EXERCISE →
Return the lines below that carry the word "Number".

RECORDS PROVIDED →
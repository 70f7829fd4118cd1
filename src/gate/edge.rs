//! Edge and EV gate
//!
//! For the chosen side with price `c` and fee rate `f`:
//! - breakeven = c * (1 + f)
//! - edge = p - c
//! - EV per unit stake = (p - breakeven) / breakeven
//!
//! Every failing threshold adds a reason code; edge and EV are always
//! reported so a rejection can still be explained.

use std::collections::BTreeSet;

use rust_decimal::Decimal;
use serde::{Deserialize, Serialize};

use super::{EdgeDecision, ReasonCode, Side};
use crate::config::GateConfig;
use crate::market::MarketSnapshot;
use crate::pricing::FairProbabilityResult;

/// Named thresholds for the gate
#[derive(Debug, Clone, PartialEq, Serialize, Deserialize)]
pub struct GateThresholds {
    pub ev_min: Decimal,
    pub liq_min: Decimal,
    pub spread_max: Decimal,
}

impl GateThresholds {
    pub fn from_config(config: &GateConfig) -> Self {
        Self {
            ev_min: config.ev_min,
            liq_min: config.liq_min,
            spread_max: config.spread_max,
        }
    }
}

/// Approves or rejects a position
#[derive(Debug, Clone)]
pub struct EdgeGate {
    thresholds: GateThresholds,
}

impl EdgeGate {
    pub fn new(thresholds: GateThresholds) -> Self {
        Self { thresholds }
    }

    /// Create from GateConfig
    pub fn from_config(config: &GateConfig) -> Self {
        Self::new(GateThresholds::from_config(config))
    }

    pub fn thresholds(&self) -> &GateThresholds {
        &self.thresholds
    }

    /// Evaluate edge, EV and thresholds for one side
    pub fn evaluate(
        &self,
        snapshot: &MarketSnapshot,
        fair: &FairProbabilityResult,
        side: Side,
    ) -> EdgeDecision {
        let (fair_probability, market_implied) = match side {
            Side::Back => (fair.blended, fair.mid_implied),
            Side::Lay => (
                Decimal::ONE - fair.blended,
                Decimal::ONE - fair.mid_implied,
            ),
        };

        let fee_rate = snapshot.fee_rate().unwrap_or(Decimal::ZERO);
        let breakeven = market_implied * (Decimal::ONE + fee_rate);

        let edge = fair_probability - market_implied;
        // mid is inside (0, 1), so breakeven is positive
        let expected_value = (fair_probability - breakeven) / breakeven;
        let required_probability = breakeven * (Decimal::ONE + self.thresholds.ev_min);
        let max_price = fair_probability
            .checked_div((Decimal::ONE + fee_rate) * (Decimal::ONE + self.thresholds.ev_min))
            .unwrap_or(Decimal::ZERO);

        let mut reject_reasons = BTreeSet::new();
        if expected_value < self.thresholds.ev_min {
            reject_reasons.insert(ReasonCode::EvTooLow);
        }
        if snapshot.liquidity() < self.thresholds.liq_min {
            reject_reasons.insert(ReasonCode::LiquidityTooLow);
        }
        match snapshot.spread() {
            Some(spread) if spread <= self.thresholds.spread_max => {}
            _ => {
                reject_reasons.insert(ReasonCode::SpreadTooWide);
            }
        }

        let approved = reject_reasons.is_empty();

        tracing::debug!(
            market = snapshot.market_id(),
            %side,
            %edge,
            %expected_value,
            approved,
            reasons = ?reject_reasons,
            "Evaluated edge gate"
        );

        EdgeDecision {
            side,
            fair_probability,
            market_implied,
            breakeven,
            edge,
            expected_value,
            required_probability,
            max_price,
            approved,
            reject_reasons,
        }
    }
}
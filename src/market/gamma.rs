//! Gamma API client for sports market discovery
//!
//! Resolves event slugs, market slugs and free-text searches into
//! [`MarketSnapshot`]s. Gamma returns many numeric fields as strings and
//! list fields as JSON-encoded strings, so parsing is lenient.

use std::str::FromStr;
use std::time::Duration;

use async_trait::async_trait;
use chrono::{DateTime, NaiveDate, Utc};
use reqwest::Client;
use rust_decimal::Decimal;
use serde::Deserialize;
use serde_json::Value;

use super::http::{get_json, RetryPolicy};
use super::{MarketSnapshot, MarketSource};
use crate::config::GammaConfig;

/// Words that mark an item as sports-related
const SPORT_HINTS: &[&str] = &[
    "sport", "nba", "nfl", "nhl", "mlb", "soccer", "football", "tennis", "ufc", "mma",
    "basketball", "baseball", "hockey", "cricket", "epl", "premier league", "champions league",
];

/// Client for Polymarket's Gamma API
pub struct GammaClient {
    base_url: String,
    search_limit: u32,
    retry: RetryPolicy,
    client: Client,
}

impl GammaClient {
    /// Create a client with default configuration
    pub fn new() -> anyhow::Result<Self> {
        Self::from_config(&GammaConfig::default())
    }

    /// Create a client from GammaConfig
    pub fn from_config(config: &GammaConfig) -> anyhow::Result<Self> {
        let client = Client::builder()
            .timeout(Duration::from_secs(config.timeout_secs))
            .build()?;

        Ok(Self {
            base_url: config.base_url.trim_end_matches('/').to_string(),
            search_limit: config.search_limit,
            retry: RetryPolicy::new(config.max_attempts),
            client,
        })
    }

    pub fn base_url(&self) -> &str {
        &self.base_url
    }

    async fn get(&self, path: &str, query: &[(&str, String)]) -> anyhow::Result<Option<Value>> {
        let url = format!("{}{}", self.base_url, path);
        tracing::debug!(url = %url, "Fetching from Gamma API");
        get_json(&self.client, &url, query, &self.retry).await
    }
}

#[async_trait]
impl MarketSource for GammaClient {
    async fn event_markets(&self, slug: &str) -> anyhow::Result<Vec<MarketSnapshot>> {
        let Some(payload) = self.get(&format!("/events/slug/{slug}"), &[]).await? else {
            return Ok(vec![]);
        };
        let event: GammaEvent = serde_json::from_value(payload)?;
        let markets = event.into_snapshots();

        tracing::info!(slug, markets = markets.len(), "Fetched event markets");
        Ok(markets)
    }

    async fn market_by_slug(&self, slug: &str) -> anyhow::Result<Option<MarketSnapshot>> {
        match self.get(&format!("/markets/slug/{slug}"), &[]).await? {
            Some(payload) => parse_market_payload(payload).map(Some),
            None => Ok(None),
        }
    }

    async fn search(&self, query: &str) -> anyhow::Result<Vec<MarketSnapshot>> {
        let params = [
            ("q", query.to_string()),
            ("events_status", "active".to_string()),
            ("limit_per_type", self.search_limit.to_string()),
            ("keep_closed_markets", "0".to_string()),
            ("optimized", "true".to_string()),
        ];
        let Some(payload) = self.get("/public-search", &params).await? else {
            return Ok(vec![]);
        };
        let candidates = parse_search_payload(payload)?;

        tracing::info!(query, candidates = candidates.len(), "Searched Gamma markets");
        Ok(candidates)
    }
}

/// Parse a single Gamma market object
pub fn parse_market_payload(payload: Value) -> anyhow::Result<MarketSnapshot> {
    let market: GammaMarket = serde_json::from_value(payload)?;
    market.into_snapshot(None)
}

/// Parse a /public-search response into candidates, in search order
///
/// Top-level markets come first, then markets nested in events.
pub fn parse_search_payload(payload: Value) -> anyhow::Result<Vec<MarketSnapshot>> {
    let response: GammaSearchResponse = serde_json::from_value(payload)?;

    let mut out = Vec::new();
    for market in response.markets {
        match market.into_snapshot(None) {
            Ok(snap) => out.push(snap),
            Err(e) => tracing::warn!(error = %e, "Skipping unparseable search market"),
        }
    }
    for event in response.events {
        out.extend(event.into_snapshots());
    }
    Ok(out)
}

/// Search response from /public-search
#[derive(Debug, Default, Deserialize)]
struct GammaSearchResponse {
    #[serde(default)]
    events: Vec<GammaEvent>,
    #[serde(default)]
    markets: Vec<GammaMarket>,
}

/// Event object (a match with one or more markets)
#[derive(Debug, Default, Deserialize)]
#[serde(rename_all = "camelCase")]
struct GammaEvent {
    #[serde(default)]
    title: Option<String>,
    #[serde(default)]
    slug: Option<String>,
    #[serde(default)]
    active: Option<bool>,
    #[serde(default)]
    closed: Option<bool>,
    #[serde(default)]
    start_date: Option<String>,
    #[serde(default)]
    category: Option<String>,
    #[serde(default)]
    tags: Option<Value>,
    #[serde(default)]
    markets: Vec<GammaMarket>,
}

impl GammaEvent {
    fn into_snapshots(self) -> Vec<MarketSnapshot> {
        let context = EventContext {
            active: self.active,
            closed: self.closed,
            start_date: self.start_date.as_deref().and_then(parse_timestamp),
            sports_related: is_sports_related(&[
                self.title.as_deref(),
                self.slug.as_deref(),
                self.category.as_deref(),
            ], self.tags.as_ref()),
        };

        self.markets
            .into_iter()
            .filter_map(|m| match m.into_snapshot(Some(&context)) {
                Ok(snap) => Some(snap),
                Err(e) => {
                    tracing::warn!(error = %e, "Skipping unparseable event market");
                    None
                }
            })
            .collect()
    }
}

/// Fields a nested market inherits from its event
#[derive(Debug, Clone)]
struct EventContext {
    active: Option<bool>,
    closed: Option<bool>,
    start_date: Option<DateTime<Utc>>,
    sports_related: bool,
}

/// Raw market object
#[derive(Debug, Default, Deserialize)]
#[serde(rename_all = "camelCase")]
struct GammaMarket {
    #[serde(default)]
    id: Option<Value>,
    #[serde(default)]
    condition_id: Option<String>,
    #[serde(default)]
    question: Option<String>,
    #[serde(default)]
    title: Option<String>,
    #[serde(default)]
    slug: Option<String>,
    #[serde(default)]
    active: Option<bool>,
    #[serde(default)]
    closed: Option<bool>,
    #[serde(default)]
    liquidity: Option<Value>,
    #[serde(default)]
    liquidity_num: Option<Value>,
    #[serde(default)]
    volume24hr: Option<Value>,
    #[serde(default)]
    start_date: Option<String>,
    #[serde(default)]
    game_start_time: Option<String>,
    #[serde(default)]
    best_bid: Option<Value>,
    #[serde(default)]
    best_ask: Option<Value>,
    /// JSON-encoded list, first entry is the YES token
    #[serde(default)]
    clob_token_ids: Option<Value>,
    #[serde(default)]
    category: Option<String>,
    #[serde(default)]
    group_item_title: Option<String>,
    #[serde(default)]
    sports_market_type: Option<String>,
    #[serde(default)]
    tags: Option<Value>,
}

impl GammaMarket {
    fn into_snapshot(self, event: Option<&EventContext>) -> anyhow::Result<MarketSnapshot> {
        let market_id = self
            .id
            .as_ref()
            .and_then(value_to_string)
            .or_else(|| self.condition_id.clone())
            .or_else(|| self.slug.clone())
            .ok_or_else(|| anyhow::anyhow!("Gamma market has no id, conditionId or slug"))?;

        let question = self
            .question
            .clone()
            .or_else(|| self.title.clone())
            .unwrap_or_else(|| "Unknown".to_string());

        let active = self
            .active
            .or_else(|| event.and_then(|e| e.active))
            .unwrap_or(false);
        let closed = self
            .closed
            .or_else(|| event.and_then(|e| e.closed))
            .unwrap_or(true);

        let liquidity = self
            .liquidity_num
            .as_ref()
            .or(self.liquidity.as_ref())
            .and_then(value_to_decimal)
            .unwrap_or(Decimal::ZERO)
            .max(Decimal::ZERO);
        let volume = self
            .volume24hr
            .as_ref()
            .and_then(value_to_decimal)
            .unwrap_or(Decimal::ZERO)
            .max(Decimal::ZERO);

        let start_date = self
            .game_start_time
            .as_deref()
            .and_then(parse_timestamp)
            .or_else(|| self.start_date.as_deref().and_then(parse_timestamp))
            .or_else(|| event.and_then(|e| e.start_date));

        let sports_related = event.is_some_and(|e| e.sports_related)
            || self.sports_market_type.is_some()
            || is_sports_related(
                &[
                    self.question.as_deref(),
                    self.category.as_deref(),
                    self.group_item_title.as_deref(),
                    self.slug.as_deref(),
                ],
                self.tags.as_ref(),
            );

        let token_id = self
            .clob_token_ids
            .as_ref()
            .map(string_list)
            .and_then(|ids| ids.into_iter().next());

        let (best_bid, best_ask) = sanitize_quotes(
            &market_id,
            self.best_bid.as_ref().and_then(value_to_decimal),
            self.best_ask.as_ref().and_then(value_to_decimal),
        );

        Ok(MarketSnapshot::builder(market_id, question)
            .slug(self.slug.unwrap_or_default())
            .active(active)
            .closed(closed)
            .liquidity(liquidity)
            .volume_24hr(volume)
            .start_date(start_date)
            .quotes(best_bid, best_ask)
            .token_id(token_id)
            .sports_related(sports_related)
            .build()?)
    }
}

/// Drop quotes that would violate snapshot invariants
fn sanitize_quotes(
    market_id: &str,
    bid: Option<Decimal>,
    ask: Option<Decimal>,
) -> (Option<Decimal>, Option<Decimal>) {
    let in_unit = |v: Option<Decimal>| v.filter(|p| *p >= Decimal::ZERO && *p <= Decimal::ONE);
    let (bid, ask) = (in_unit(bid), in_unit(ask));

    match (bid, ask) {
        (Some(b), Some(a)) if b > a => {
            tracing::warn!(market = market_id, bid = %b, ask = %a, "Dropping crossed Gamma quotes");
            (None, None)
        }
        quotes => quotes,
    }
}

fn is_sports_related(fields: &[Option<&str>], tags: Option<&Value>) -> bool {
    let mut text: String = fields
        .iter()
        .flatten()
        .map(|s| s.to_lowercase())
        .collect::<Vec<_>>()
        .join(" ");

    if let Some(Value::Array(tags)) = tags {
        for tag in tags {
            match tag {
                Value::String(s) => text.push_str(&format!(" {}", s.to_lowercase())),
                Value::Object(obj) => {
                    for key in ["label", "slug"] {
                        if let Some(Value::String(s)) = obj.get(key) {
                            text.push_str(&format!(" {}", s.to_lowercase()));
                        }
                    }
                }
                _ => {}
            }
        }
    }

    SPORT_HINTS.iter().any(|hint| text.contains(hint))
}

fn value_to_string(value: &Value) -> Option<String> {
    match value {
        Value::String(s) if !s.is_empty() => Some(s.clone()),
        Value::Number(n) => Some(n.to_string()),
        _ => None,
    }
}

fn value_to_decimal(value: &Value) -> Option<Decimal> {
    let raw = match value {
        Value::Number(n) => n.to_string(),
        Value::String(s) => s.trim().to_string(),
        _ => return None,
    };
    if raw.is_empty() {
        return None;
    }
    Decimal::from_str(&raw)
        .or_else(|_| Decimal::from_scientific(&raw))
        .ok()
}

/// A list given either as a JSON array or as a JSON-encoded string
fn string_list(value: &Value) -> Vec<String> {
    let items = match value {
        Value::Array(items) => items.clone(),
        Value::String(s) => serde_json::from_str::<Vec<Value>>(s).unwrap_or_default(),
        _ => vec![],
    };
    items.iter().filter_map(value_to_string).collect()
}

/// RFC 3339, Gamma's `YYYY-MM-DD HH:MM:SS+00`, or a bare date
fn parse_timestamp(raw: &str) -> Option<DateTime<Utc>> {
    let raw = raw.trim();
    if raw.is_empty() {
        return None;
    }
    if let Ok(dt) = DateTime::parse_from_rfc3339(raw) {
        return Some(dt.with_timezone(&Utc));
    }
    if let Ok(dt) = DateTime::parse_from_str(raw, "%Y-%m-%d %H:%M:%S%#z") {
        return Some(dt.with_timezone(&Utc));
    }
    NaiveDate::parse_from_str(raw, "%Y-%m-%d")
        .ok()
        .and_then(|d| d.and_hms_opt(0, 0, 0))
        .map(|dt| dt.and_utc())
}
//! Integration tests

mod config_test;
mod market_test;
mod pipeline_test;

SOLVED PROBLEM →
        Value::Number(n) => Some(n.to_string()),
        Value::Number(n) => n.to_string(),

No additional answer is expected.